Start of MATERIAL SHOWN

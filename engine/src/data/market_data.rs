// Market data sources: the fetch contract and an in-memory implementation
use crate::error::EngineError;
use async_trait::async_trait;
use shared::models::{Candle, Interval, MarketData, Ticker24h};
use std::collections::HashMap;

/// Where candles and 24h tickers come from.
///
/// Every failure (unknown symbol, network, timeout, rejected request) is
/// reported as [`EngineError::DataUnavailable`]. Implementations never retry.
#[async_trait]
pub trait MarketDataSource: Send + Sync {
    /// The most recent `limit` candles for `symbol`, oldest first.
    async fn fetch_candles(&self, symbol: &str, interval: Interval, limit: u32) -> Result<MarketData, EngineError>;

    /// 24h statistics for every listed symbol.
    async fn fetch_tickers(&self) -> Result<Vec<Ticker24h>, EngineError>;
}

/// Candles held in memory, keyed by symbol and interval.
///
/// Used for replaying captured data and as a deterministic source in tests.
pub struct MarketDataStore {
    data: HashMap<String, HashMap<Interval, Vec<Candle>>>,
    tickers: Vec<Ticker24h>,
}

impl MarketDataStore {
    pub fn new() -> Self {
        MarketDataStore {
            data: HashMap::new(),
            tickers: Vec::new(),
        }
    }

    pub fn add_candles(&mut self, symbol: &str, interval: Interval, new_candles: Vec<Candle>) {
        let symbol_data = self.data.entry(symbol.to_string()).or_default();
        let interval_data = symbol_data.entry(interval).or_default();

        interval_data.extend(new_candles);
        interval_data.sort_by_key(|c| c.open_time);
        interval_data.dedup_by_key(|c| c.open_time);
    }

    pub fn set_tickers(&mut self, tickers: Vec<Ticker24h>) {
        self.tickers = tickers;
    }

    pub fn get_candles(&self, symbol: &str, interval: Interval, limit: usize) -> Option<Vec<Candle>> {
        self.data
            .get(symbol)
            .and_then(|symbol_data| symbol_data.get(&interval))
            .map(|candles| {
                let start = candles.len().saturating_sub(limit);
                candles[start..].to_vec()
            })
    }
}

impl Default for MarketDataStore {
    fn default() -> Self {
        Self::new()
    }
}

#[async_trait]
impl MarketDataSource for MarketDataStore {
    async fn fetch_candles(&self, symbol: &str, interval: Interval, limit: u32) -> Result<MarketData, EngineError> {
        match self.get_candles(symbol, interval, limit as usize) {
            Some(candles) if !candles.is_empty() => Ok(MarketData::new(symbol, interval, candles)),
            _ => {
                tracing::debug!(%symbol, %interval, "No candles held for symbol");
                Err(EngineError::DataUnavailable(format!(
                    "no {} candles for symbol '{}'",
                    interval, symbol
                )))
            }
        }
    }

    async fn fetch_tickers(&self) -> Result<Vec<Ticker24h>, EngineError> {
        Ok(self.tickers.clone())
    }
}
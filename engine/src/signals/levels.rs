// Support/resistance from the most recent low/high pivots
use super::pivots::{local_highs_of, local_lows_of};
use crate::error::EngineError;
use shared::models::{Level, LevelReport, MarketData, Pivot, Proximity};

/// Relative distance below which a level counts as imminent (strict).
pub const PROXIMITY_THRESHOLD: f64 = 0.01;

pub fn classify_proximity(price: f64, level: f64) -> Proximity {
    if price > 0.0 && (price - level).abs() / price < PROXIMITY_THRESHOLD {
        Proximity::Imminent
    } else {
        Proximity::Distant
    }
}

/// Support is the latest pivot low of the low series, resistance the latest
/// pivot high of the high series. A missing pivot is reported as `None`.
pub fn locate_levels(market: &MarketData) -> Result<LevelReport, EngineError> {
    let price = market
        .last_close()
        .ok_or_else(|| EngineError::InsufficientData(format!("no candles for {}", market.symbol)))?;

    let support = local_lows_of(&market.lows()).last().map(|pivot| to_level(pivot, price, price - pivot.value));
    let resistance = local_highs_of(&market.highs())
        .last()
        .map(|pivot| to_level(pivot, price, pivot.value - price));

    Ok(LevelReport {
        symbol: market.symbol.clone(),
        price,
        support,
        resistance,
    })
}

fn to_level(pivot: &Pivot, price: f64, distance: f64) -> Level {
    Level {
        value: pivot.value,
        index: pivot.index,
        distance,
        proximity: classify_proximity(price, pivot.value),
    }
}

End of MATERIAL SHOWN
Start of MATERIAL SHOWN

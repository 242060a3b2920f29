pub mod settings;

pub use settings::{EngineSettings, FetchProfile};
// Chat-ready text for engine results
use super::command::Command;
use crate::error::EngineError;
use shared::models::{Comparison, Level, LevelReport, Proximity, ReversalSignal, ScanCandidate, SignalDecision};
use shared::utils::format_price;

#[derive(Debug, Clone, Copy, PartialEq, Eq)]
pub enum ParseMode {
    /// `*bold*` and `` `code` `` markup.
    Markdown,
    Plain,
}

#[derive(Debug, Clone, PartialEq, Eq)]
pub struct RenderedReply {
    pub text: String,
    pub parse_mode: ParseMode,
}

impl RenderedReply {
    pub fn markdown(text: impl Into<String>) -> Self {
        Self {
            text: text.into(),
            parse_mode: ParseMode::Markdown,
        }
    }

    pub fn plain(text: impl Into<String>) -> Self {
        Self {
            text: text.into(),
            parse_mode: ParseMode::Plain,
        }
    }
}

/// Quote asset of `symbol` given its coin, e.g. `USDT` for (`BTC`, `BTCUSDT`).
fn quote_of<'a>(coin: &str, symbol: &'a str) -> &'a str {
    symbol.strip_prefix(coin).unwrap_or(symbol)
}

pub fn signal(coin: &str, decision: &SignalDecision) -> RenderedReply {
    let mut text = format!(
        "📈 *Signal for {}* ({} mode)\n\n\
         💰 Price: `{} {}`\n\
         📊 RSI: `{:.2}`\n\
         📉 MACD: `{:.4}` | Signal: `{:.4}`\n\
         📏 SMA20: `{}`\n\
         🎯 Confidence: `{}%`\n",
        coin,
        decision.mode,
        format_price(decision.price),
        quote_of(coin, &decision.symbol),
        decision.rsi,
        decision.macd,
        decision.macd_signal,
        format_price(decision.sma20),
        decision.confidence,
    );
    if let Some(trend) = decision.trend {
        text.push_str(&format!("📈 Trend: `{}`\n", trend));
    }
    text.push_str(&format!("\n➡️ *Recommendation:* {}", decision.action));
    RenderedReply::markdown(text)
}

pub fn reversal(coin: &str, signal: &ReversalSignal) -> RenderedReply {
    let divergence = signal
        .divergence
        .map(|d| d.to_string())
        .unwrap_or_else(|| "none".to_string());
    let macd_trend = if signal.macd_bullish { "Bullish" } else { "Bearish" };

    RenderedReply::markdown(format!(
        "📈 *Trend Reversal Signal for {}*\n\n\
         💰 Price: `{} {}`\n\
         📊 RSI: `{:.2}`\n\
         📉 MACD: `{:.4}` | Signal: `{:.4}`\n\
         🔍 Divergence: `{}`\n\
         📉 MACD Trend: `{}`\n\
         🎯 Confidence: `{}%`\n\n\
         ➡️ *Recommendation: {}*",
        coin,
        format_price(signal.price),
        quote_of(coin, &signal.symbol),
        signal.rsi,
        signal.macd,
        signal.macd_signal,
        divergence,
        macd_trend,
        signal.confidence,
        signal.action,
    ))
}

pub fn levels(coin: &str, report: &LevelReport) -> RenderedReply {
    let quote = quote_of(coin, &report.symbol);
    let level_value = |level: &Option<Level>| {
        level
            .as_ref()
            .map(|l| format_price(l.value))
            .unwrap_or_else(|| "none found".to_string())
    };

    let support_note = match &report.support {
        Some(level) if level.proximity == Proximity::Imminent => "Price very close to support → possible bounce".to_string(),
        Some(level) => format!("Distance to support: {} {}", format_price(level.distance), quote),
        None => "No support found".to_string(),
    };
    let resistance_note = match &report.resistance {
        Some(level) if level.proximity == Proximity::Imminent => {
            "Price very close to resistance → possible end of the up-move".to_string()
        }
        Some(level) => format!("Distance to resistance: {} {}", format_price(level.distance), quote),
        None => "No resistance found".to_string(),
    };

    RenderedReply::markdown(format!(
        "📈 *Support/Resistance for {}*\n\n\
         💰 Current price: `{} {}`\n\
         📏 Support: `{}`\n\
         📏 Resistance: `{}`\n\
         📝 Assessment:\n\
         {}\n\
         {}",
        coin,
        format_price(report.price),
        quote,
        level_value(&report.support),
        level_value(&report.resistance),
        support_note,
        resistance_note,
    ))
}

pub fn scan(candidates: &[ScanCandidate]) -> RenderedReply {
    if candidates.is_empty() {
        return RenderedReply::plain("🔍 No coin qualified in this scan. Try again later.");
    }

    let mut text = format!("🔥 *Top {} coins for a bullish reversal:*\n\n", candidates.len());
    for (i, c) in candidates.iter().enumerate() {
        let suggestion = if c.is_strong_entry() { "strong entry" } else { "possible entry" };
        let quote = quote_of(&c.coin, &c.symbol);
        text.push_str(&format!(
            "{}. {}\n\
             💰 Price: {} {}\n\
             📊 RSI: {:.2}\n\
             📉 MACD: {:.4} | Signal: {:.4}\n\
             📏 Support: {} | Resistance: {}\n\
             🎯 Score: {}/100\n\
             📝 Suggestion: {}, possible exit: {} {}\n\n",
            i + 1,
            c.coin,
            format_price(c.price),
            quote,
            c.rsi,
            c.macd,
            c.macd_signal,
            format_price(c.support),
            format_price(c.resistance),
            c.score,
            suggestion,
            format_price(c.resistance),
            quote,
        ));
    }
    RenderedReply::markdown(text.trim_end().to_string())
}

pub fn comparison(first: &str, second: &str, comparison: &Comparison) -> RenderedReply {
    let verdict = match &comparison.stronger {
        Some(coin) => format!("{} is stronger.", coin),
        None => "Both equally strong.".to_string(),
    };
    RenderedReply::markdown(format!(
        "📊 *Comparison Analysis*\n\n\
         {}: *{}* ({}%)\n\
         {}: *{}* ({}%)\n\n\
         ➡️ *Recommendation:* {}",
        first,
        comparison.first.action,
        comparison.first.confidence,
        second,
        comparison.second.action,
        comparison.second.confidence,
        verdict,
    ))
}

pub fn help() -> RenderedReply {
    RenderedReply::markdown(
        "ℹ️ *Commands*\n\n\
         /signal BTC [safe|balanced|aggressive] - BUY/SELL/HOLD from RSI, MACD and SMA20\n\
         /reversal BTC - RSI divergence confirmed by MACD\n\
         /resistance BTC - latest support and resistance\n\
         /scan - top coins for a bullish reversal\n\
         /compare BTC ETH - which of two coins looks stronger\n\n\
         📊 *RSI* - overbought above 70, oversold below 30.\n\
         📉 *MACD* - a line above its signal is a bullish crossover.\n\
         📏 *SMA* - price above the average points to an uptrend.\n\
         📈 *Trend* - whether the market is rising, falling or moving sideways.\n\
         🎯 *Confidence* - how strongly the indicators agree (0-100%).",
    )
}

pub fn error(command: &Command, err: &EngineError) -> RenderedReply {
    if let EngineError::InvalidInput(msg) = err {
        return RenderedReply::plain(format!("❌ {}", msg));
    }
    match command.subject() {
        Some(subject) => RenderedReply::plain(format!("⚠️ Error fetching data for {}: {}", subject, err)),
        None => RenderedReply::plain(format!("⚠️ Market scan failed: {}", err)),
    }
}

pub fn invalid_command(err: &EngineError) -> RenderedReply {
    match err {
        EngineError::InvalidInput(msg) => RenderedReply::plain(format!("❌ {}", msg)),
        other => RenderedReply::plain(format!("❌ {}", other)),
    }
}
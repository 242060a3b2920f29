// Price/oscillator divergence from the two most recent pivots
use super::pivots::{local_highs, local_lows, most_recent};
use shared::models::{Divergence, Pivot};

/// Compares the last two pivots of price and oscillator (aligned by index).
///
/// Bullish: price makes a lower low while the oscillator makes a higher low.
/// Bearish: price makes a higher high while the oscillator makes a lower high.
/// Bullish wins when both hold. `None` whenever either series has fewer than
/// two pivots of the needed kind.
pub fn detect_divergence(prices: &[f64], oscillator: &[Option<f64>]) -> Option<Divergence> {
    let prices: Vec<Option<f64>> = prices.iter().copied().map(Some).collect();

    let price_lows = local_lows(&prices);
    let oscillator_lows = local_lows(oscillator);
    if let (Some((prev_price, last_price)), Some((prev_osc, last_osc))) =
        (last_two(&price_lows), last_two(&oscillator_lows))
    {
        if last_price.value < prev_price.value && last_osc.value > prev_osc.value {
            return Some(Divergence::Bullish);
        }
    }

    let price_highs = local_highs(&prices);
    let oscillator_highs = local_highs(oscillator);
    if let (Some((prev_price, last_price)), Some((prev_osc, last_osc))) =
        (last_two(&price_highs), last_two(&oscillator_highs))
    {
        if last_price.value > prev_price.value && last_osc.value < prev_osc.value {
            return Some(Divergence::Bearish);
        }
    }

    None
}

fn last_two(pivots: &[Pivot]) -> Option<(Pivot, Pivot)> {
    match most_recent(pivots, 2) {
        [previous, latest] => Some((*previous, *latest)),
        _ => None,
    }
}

End of MATERIAL SHOWN
Start of MATERIAL SHOWN

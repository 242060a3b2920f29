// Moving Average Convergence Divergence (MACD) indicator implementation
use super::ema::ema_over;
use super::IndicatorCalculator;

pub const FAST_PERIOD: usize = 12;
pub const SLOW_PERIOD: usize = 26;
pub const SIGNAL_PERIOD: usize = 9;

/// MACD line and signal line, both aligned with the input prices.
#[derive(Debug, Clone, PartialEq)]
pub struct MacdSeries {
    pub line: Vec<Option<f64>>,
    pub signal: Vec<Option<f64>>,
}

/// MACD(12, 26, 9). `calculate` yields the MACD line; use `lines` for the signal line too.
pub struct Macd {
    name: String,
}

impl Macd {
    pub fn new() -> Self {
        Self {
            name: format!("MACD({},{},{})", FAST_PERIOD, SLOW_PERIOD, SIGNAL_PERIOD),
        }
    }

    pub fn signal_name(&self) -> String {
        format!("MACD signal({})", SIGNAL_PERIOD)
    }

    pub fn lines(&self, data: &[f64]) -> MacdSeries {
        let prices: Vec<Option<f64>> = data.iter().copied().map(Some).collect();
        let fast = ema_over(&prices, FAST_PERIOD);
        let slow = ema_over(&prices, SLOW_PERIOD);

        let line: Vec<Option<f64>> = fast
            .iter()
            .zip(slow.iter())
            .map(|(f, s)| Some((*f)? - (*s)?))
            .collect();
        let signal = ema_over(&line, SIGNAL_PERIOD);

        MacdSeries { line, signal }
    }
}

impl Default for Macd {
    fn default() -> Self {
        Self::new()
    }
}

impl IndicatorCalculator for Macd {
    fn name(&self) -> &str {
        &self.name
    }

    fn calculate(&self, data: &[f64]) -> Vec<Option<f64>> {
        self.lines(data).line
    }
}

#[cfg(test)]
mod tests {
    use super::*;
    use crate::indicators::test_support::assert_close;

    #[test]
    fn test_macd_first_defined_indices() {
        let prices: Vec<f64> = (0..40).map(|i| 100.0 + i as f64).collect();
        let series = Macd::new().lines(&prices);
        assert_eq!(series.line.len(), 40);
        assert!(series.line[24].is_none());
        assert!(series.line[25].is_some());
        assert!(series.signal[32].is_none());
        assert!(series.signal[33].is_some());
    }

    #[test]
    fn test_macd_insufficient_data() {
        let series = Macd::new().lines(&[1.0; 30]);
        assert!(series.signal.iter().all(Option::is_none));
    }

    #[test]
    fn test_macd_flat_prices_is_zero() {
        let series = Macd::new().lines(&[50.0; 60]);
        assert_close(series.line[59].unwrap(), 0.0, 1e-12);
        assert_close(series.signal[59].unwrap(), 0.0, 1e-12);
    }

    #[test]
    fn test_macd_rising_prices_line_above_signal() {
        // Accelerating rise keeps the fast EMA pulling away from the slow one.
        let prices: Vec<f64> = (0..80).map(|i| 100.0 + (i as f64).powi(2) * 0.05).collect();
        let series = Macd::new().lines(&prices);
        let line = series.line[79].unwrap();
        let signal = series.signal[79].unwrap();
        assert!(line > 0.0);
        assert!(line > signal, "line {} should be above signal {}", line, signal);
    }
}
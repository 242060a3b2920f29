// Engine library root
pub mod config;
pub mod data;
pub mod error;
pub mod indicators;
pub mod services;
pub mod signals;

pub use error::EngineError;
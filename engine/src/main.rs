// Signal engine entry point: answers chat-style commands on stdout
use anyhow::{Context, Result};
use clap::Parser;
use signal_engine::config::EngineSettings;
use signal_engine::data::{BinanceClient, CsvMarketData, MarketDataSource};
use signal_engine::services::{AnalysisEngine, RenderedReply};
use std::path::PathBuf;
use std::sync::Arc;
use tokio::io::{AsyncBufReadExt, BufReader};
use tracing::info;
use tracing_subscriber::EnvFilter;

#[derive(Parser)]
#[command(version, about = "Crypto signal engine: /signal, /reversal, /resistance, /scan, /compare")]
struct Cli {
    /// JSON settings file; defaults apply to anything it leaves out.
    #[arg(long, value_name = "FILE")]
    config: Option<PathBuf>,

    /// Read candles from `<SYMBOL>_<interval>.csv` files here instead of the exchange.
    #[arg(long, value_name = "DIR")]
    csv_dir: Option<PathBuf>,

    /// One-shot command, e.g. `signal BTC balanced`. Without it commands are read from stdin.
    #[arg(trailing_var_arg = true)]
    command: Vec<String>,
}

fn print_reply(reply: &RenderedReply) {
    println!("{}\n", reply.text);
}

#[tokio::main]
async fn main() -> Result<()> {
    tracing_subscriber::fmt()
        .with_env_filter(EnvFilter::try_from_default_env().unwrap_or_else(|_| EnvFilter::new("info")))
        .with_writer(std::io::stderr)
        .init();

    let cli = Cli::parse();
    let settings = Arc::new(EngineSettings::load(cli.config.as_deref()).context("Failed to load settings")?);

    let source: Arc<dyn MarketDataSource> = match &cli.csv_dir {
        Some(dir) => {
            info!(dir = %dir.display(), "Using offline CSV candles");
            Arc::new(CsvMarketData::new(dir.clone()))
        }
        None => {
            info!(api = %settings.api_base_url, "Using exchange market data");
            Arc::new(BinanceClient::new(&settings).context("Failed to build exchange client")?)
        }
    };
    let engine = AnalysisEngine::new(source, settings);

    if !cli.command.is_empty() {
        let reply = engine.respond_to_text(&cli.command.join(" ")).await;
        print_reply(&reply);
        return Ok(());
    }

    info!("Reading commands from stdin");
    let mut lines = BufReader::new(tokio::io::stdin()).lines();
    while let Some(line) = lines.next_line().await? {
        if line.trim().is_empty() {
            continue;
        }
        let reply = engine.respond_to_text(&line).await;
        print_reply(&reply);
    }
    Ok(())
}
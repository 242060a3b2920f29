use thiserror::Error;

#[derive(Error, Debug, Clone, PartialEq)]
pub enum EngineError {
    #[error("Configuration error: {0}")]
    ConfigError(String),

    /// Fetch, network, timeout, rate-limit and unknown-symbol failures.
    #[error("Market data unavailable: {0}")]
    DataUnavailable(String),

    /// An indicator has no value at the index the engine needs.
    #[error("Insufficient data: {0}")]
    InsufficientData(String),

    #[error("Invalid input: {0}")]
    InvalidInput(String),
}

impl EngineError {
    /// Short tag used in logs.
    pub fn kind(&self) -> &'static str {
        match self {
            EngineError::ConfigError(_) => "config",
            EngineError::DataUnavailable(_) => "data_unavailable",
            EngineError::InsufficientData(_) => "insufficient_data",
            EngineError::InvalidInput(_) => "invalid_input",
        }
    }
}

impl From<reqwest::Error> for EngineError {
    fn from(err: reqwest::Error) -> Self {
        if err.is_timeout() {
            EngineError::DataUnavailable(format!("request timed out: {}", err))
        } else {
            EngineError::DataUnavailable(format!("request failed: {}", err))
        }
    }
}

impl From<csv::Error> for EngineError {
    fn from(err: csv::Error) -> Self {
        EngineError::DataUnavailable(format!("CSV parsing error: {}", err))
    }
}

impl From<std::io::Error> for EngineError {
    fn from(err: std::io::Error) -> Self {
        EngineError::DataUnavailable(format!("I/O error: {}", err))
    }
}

End of MATERIAL SHOWN

_EXERCISE DETAILS_
Search the records line by line for the word "lower" and copy every line where it appears.

_SOLVED EXERCISE_
/// Bullish: price makes a lower low while the oscillator makes a higher low.
/// Bearish: price makes a higher high while the oscillator makes a lower high.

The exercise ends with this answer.